- **PROBLEM DESCRIPTION**: Every entry has to be output exactly, with none skipped.

- **DATA**:
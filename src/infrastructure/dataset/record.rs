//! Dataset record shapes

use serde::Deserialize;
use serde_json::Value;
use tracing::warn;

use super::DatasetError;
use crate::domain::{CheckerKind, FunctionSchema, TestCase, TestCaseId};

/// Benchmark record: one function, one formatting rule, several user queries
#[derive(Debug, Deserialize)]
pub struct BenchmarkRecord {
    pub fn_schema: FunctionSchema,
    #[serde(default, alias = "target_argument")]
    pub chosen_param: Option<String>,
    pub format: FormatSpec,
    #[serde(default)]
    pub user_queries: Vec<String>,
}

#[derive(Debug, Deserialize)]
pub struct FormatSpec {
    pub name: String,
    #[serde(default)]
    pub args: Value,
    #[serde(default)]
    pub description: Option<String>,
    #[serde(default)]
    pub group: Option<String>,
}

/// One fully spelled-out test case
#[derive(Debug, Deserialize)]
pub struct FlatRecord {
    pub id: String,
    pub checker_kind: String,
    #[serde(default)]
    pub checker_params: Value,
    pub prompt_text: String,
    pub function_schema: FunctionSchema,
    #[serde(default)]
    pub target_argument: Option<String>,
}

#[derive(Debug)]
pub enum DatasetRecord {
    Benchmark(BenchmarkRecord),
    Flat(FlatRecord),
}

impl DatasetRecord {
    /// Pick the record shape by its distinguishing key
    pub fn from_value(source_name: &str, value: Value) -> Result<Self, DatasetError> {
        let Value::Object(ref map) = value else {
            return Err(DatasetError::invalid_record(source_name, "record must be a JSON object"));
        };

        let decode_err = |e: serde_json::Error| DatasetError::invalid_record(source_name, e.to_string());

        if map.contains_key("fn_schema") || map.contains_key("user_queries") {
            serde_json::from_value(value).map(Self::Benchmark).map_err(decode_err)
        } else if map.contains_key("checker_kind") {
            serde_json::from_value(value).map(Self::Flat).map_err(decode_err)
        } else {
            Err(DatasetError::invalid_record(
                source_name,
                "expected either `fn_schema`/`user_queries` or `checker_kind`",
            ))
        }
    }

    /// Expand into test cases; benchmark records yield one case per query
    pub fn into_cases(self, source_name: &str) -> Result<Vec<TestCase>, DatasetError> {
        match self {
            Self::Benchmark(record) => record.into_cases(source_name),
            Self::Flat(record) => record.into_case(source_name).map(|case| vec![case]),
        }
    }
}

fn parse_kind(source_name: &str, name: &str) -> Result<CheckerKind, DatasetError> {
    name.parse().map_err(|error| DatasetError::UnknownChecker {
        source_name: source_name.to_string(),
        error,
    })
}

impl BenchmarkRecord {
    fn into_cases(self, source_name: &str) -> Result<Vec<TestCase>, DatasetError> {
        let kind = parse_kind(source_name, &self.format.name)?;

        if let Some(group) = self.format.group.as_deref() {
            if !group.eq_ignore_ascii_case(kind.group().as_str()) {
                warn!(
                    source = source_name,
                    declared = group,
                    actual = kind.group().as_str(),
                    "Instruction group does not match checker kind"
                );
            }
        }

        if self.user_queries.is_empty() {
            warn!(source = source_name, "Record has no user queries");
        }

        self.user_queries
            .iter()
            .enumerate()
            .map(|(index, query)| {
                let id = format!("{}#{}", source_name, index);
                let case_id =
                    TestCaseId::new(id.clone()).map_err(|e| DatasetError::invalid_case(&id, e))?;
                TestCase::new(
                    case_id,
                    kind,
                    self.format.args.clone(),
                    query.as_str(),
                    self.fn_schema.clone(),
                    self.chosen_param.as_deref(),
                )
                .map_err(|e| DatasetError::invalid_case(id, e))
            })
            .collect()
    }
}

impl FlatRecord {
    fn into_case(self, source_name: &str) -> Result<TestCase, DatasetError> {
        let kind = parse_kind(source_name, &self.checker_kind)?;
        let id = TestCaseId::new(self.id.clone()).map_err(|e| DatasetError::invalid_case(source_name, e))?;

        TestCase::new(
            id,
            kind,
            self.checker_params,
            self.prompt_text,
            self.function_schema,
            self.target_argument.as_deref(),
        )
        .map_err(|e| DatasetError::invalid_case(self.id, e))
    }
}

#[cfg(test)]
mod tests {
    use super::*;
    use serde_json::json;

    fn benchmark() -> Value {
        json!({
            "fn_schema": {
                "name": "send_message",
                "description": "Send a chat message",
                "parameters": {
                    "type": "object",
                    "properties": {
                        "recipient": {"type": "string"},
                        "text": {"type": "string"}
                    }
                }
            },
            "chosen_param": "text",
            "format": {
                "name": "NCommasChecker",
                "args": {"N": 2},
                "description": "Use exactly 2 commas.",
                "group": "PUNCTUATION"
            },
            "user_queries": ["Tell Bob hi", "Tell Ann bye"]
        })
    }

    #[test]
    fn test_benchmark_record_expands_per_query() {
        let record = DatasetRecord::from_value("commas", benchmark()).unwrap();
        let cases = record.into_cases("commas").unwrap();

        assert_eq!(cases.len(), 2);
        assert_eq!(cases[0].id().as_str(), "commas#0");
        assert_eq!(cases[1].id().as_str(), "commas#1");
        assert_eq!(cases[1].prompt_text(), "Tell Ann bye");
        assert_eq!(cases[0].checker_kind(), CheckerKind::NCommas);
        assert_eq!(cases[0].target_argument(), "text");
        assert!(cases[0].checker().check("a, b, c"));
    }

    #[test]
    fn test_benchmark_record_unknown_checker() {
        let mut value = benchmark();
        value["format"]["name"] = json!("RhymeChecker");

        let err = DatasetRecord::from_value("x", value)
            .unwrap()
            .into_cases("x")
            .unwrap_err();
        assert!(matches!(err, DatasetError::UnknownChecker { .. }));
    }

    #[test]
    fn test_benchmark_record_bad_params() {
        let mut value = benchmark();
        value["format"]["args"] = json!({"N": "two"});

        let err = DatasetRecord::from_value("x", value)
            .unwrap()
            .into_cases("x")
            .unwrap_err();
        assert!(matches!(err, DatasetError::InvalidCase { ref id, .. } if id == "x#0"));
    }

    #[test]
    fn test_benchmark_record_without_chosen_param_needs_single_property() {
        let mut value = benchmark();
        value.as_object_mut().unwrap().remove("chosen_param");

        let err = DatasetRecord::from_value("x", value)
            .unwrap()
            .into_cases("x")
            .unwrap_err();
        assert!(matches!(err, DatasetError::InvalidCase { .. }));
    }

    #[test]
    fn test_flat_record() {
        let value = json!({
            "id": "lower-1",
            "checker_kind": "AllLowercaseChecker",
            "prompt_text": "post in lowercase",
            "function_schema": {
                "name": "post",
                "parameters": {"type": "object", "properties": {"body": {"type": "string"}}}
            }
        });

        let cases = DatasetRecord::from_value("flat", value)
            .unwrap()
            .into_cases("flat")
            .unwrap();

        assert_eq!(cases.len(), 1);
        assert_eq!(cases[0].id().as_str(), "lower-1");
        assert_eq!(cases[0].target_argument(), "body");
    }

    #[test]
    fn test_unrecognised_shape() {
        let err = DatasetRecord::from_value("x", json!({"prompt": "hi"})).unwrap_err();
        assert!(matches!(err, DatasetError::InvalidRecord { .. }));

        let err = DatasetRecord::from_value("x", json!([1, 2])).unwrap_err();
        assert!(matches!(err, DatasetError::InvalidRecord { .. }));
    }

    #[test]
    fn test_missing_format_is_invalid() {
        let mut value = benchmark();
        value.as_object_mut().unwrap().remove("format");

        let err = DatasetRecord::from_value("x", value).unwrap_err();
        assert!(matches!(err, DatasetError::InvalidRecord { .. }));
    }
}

- **SOLUTION TO THE EXERCISE**:
filename src/infrastructure/dataset/record.rs
//! Dataset record shapes

use serde::Deserialize;
use serde_json::Value;
use tracing::warn;

use super::DatasetError;
use crate::domain::{CheckerKind, FunctionSchema, TestCase, TestCaseId};

/// Benchmark record: one function, one formatting rule, several user queries
#[derive(Debug, Deserialize)]
pub struct BenchmarkRecord {
    pub fn_schema: FunctionSchema,
    #[serde(default, alias = "target_argument")]
    pub chosen_param: Option<String>,
    pub format: FormatSpec,
    #[serde(default)]
    pub user_queries: Vec<String>,
}

#[derive(Debug, Deserialize)]
pub struct FormatSpec {
    pub name: String,
    #[serde(default)]
    pub args: Value,
    #[serde(default)]
    pub description: Option<String>,
    #[serde(default)]
    pub group: Option<String>,
}

/// One fully spelled-out test case
#[derive(Debug, Deserialize)]
pub struct FlatRecord {
    pub id: String,
    pub checker_kind: String,
    #[serde(default)]
    pub checker_params: Value,
    pub prompt_text: String,
    pub function_schema: FunctionSchema,
    #[serde(default)]
    pub target_argument: Option<String>,
}

#[derive(Debug)]
pub enum DatasetRecord {
    Benchmark(BenchmarkRecord),
    Flat(FlatRecord),
}

impl DatasetRecord {
    /// Pick the record shape by its distinguishing key
    pub fn from_value(source_name: &str, value: Value) -> Result<Self, DatasetError> {
        let Value::Object(ref map) = value else {
            return Err(DatasetError::invalid_record(source_name, "record must be a JSON object"));
        };

        let decode_err = |e: serde_json::Error| DatasetError::invalid_record(source_name, e.to_string());

        if map.contains_key("fn_schema") || map.contains_key("user_queries") {
            serde_json::from_value(value).map(Self::Benchmark).map_err(decode_err)
        } else if map.contains_key("checker_kind") {
            serde_json::from_value(value).map(Self::Flat).map_err(decode_err)
        } else {
            Err(DatasetError::invalid_record(
                source_name,
                "expected either `fn_schema`/`user_queries` or `checker_kind`",
            ))
        }
    }

    /// Expand into test cases; benchmark records yield one case per query
    pub fn into_cases(self, source_name: &str) -> Result<Vec<TestCase>, DatasetError> {
        match self {
            Self::Benchmark(record) => record.into_cases(source_name),
            Self::Flat(record) => record.into_case(source_name).map(|case| vec![case]),
        }
    }
}

fn parse_kind(source_name: &str, name: &str) -> Result<CheckerKind, DatasetError> {
    name.parse().map_err(|error| DatasetError::UnknownChecker {
        source_name: source_name.to_string(),
        error,
    })
}

impl BenchmarkRecord {
    fn into_cases(self, source_name: &str) -> Result<Vec<TestCase>, DatasetError> {
        let kind = parse_kind(source_name, &self.format.name)?;

        if let Some(group) = self.format.group.as_deref() {
            if !group.eq_ignore_ascii_case(kind.group().as_str()) {
                warn!(
                    source = source_name,
                    declared = group,
                    actual = kind.group().as_str(),
                    "Instruction group does not match checker kind"
                );
            }
        }

        if self.user_queries.is_empty() {
            warn!(source = source_name, "Record has no user queries");
        }

        self.user_queries
            .iter()
            .enumerate()
            .map(|(index, query)| {
                let id = format!("{}#{}", source_name, index);
                let case_id =
                    TestCaseId::new(id.clone()).map_err(|e| DatasetError::invalid_case(&id, e))?;
                TestCase::new(
                    case_id,
                    kind,
                    self.format.args.clone(),
                    query.as_str(),
                    self.fn_schema.clone(),
                    self.chosen_param.as_deref(),
                )
                .map_err(|e| DatasetError::invalid_case(id, e))
            })
            .collect()
    }
}

impl FlatRecord {
    fn into_case(self, source_name: &str) -> Result<TestCase, DatasetError> {
        let kind = parse_kind(source_name, &self.checker_kind)?;
        let id = TestCaseId::new(self.id.clone()).map_err(|e| DatasetError::invalid_case(source_name, e))?;

        TestCase::new(
            id,
            kind,
            self.checker_params,
            self.prompt_text,
            self.function_schema,
            self.target_argument.as_deref(),
        )
        .map_err(|e| DatasetError::invalid_case(self.id, e))
    }
}

#[cfg(test)]
mod tests {
    use super::*;
    use serde_json::json;

    fn benchmark() -> Value {
        json!({
            "fn_schema": {
                "name": "send_message",
                "description": "Send a chat message",
                "parameters": {
                    "type": "object",
                    "properties": {
                        "recipient": {"type": "string"},
                        "text": {"type": "string"}
                    }
                }
            },
            "chosen_param": "text",
            "format": {
                "name": "NCommasChecker",
                "args": {"N": 2},
                "description": "Use exactly 2 commas.",
                "group": "PUNCTUATION"
            },
            "user_queries": ["Tell Bob hi", "Tell Ann bye"]
        })
    }

    #[test]
    fn test_benchmark_record_expands_per_query() {
        let record = DatasetRecord::from_value("commas", benchmark()).unwrap();
        let cases = record.into_cases("commas").unwrap();

        assert_eq!(cases.len(), 2);
        assert_eq!(cases[0].id().as_str(), "commas#0");
        assert_eq!(cases[1].id().as_str(), "commas#1");
        assert_eq!(cases[1].prompt_text(), "Tell Ann bye");
        assert_eq!(cases[0].checker_kind(), CheckerKind::NCommas);
        assert_eq!(cases[0].target_argument(), "text");
        assert!(cases[0].checker().check("a, b, c"));
    }

    #[test]
    fn test_benchmark_record_unknown_checker() {
        let mut value = benchmark();
        value["format"]["name"] = json!("RhymeChecker");

        let err = DatasetRecord::from_value("x", value)
            .unwrap()
            .into_cases("x")
            .unwrap_err();
        assert!(matches!(err, DatasetError::UnknownChecker { .. }));
    }

    #[test]
    fn test_benchmark_record_bad_params() {
        let mut value = benchmark();
        value["format"]["args"] = json!({"N": "two"});

        let err = DatasetRecord::from_value("x", value)
            .unwrap()
            .into_cases("x")
            .unwrap_err();
        assert!(matches!(err, DatasetError::InvalidCase { ref id, .. } if id == "x#0"));
    }

    #[test]
    fn test_benchmark_record_without_chosen_param_needs_single_property() {
        let mut value = benchmark();
        value.as_object_mut().unwrap().remove("chosen_param");

        let err = DatasetRecord::from_value("x", value)
            .unwrap()
            .into_cases("x")
            .unwrap_err();
        assert!(matches!(err, DatasetError::InvalidCase { .. }));
    }

    #[test]
    fn test_flat_record() {
        let value = json!({
            "id": "lower-1",
            "checker_kind": "AllLowercaseChecker",
            "prompt_text": "post in lowercase",
            "function_schema": {
                "name": "post",
                "parameters": {"type": "object", "properties": {"body": {"type": "string"}}}
            }
        });

        let cases = DatasetRecord::from_value("flat", value)
            .unwrap()
            .into_cases("flat")
            .unwrap();

        assert_eq!(cases.len(), 1);
        assert_eq!(cases[0].id().as_str(), "lower-1");
        assert_eq!(cases[0].target_argument(), "body");
    }

    #[test]
    fn test_unrecognised_shape() {
        let err = DatasetRecord::from_value("x", json!({"prompt": "hi"})).unwrap_err();
        assert!(matches!(err, DatasetError::InvalidRecord { .. }));

        let err = DatasetRecord::from_value("x", json!([1, 2])).unwrap_err();
        assert!(matches!(err, DatasetError::InvalidRecord { .. }));
    }

    #[test]
    fn test_missing_format_is_invalid() {
        let mut value = benchmark();
        value.as_object_mut().unwrap().remove("format");

        let err = DatasetRecord::from_value("x", value).unwrap_err();
        assert!(matches!(err, DatasetError::InvalidRecord { .. }));
    }
}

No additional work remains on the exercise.